Como contrapeso, miren lo que dice del comentado Papa la Reina Cristina de Suecia (Nota 316):

Alejandro VI fue un gran papa, a pesar de lo que se diga.

Hay que tener en cuenta que la reina sueca se había convertido al catolicismo, desde el protestantismo nórdico, ya dimisionaria, en 1655 y había sido acogida por Roma con los brazos abiertos.


Terminaré mi apunte sobre el Capítulo XVIII con lo que sigue diciendo Maquiavelo ya que resulta ser una confesión clara de sus opiniones éticas y políticas.

No es preciso que un príncipe posea todas las virtudes, pero es indispensable que aparente poseerlas. Y hasta me atreveré a decir esto: que  el tenerlas y practicarlas siempre es perjudicial, y el aparentar tenerlas, útil. Está bien mostrarse piadoso, fiel, humano, recto, y religioso, y asimismo serlo efectivamente: pero se debe estar dispuesto a irse al otro extremo si ello fuera necesario. Y ha de sentirse presente que un príncipe, sobre todo si es nuevo, no puede observar todas las cosas gracias a las cuales los hombres son considerados buenos, porque, a menudo, para conservarse en el poder, se ve arrastrado a obrar contra la fe, la caridad, la humanidad y la religión. Es preciso, pues que tenga una inteligencia capaz de adaptarse a todas las circunstancias, y que, como he dicho antes, no se aparte del bien mientras pueda, pero que, en caso de necesidad, no titubee en entrar en el mal.

Total: que entre en el mal si lo necesita, para conservarse en el poder. El fin justifica los medios.


Volviendo al párrafo del Capítulo XI que antes comentaba, no puedo pasar por alto la afirmación de que los principados eclesiásticos se apoyan en antiguas instituciones religiosas que son tan potentes y de tal calidad, que mantienen a sus príncipes en el poder sea cual fuere el modo en que éstos procedan y vivan.


Fíjense lo que a esto responde Napoleón:

¡Ah, si yo pudiera en Francia convertirme en Augusto y supremo pontífice de la religión!

Según la angelología cristiana y la clasificación de Dionisio Areopagita (discípulo de san Pablo y, al parecer, más teólogo que él), los Principados son la primera categoría del coro celestial, dentro de la tercera jerarquía. Manifiestan el dominio de Dios sobre la naturaleza y son los guardianes de las naciones y los países. Supervisan aquellos eventos que afecten a las naciones, incluyendo política, temas militares y comercio.

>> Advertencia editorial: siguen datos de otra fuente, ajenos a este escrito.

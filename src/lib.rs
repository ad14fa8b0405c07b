//! # Activity Routes
//!
//! Fetch a page of fitness activities and draw each activity's encoded route
//! as a polyline overlay on a map surface.
//!
//! This library provides:
//! - An encoded polyline codec ([`polyline`])
//! - A reqwest-backed client for the Strava activities endpoint ([`http`])
//! - A [`MapSurface`] capability trait and an in-memory [`MapCanvas`] that
//!   exports GeoJSON or a standalone Leaflet page
//! - [`RouteRenderer`], the fetch, decode and draw pipeline
//!
//! ## Features
//!
//! - **`http`** (default) - HTTP client for activity fetching
//! - **`cli`** - the `activity-routes` command line tool
//! - **`full`** - Enable all features
//!
//! ## Quick Start
//!
//! ```rust
//! use activity_routes::{
//!     ActivityRecord, MapCanvas, RendererConfig, RouteRenderer, StaticActivities, map,
//! };
//!
//! # futures::executor::block_on(async {
//! let source = StaticActivities::new(vec![
//!     ActivityRecord::with_summary_polyline("_p~iF~ps|U_ulLnnqC_mqNvxq`@"),
//! ]);
//! let canvas = map::shared(MapCanvas::new());
//! let renderer = RouteRenderer::new(source, canvas.clone(), RendererConfig::default());
//!
//! let summary = renderer.render("token", 30).await.unwrap();
//! assert_eq!(summary.drawn, 1);
//! assert_eq!(canvas.lock().await.overlays().len(), 1);
//! # });
//! ```

use serde::{Deserialize, Serialize};

pub mod error;
pub use error::{PolylineError, RenderError, Result};

pub mod polyline;
pub mod geo_utils;

pub mod activity;
pub use activity::{ActivityMap, ActivityRecord, ActivitySource, PageRequest, StaticActivities};

pub mod config;
pub use config::RendererConfig;

pub mod map;
pub use map::{LineJoin, LineStyle, MapCanvas, MapSurface, PolylineOverlay, SharedSurface, TileLayer};

// HTTP module for activity fetching
#[cfg(feature = "http")]
pub mod http;

#[cfg(feature = "http")]
pub use http::{activities_url, ActivityClient};

pub mod renderer;
pub use renderer::{RenderSummary, RouteRenderer, SkipReason, SkippedRecord};

// ============================================================================
// Core Types
// ============================================================================

/// A GPS coordinate with latitude and longitude.
///
/// # Example
/// ```
/// use activity_routes::GpsPoint;
/// let point = GpsPoint::new(38.5, -120.2);
/// assert!(point.is_valid());
/// ```
#[derive(Debug, Clone, Copy, PartialEq, Serialize, Deserialize)]
pub struct GpsPoint {
    pub latitude: f64,
    pub longitude: f64,
}

impl GpsPoint {
    /// Create a new GPS point.
    pub fn new(latitude: f64, longitude: f64) -> Self {
        Self { latitude, longitude }
    }

    /// Check if the point has valid coordinates.
    pub fn is_valid(&self) -> bool {
        self.latitude.is_finite()
            && self.longitude.is_finite()
            && self.latitude >= -90.0
            && self.latitude <= 90.0
            && self.longitude >= -180.0
            && self.longitude <= 180.0
    }

    /// `[lat, lng]`, the order Leaflet expects.
    pub fn lat_lng(&self) -> [f64; 2] {
        [self.latitude, self.longitude]
    }
}

/// Bounding box for a route.
#[derive(Debug, Clone, Copy, PartialEq, Serialize, Deserialize)]
pub struct Bounds {
    pub min_lat: f64,
    pub max_lat: f64,
    pub min_lng: f64,
    pub max_lng: f64,
}

impl Bounds {
    /// Create bounds from GPS points.
    pub fn from_points(points: &[GpsPoint]) -> Option<Self> {
        if points.is_empty() {
            return None;
        }
        let mut min_lat = f64::MAX;
        let mut max_lat = f64::MIN;
        let mut min_lng = f64::MAX;
        let mut max_lng = f64::MIN;

        for p in points {
            min_lat = min_lat.min(p.latitude);
            max_lat = max_lat.max(p.latitude);
            min_lng = min_lng.min(p.longitude);
            max_lng = max_lng.max(p.longitude);
        }

        Some(Self { min_lat, max_lat, min_lng, max_lng })
    }

    /// Get the center point of the bounds.
    pub fn center(&self) -> GpsPoint {
        GpsPoint::new(
            (self.min_lat + self.max_lat) / 2.0,
            (self.min_lng + self.max_lng) / 2.0,
        )
    }

    /// Smallest bounds containing both `self` and `other`.
    pub fn union(&self, other: &Bounds) -> Bounds {
        Bounds {
            min_lat: self.min_lat.min(other.min_lat),
            max_lat: self.max_lat.max(other.max_lat),
            min_lng: self.min_lng.min(other.min_lng),
            max_lng: self.max_lng.max(other.max_lng),
        }
    }

    /// GeoJSON bbox order: `[west, south, east, north]`.
    pub fn to_bbox(&self) -> [f64; 4] {
        [self.min_lng, self.min_lat, self.max_lng, self.max_lat]
    }
}

// ============================================================================
// Tests
// ============================================================================
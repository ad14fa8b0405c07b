//! Error types for fetching, decoding and rendering activity routes.

use thiserror::Error;

/// Failure while decoding or encoding a polyline string.
#[derive(Error, Debug, Clone, PartialEq)]
pub enum PolylineError {
    #[error("invalid character {character:?} at byte {position}")]
    InvalidCharacter { character: char, position: usize },

    #[error("polyline ends in the middle of a value at byte {position}")]
    Truncated { position: usize },

    #[error("latitude at byte {position} has no matching longitude")]
    MissingLongitude { position: usize },

    #[error("value starting at byte {position} overflows")]
    Overflow { position: usize },

    #[error("decoded coordinate ({latitude}, {longitude}) is out of range")]
    OutOfRange { latitude: f64, longitude: f64 },

    #[error("precision {0} is not supported (max 10 digits)")]
    UnsupportedPrecision(u32),

    #[error("cannot encode invalid coordinate ({latitude}, {longitude})")]
    InvalidCoordinate { latitude: f64, longitude: f64 },
}

/// Unified error for the crate.
#[derive(Error, Debug)]
pub enum RenderError {
    #[error("invalid argument: {0}")]
    InvalidArgument(String),

    #[cfg(feature = "http")]
    #[error("request failed: {0}")]
    Request(#[from] reqwest::Error),

    #[error("HTTP {status} from {url}")]
    HttpStatus { status: u16, url: String },

    #[error("rate limited by {url}")]
    RateLimited { url: String },

    #[error("malformed response: {0}")]
    Json(#[from] serde_json::Error),

    #[error(transparent)]
    Polyline(#[from] PolylineError),

    #[error("config error: {0}")]
    Config(String),
}

pub type Result<T> = std::result::Result<T, RenderError>;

Estoy por asegurar que Napoleón, con lo listo que era y lo que sabía, ya estaría al corriente de esto de la angelología cristiana, así como de la mutación que puede sufrir un significante en su significado. Por ejemplo, un Principado puede convertirse de ángel en el territorio sobre el que manda un príncipe o, lo que es lo mismo, un Príncipe puede convertirse en el ángel de una antigua institución religiosa tan potente y de tal calidad, que se mantiene en el poder sea cual fuere su procedencia y conducta.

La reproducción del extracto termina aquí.